*** Data excerpts

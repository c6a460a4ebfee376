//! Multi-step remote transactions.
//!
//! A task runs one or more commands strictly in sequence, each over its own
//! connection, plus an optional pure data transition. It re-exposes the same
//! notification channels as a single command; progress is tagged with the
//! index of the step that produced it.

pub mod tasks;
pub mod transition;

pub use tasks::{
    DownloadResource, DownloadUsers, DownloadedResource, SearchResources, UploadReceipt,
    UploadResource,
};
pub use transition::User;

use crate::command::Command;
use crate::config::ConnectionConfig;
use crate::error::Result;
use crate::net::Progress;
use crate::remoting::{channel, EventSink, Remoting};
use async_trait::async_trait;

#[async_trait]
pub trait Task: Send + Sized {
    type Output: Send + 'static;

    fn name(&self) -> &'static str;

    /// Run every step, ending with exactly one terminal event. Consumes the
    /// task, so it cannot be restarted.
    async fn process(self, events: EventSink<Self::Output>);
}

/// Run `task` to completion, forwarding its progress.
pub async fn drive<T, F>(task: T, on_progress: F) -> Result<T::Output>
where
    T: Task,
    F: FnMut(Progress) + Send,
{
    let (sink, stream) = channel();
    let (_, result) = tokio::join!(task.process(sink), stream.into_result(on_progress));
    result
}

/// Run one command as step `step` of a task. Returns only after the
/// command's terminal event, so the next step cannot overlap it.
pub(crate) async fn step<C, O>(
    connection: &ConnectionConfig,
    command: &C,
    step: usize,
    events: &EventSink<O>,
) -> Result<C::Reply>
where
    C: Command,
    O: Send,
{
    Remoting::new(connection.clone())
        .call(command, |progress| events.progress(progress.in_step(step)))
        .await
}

******

The data must be given again in full, exactly as written.

repository c6a460a4ebfee376
//! Multi-step remote transactions.
//!
//! A task runs one or more commands strictly in sequence, each over its own
//! connection, plus an optional pure data transition. It re-exposes the same
//! notification channels as a single command; progress is tagged with the
//! index of the step that produced it.

pub mod tasks;
pub mod transition;

pub use tasks::{
    DownloadResource, DownloadUsers, DownloadedResource, SearchResources, UploadReceipt,
    UploadResource,
};
pub use transition::User;

use crate::command::Command;
use crate::config::ConnectionConfig;
use crate::error::Result;
use crate::net::Progress;
use crate::remoting::{channel, EventSink, Remoting};
use async_trait::async_trait;

#[async_trait]
pub trait Task: Send + Sized {
    type Output: Send + 'static;

    fn name(&self) -> &'static str;

    /// Run every step, ending with exactly one terminal event. Consumes the
    /// task, so it cannot be restarted.
    async fn process(self, events: EventSink<Self::Output>);
}

/// Run `task` to completion, forwarding its progress.
pub async fn drive<T, F>(task: T, on_progress: F) -> Result<T::Output>
where
    T: Task,
    F: FnMut(Progress) + Send,
{
    let (sink, stream) = channel();
    let (_, result) = tokio::join!(task.process(sink), stream.into_result(on_progress));
    result
}

/// Run one command as step `step` of a task. Returns only after the
/// command's terminal event, so the next step cannot overlap it.
pub(crate) async fn step<C, O>(
    connection: &ConnectionConfig,
    command: &C,
    step: usize,
    events: &EventSink<O>,
) -> Result<C::Reply>
where
    C: Command,
    O: Send,
{
    Remoting::new(connection.clone())
        .call(command, |progress| events.progress(progress.in_step(step)))
        .await
}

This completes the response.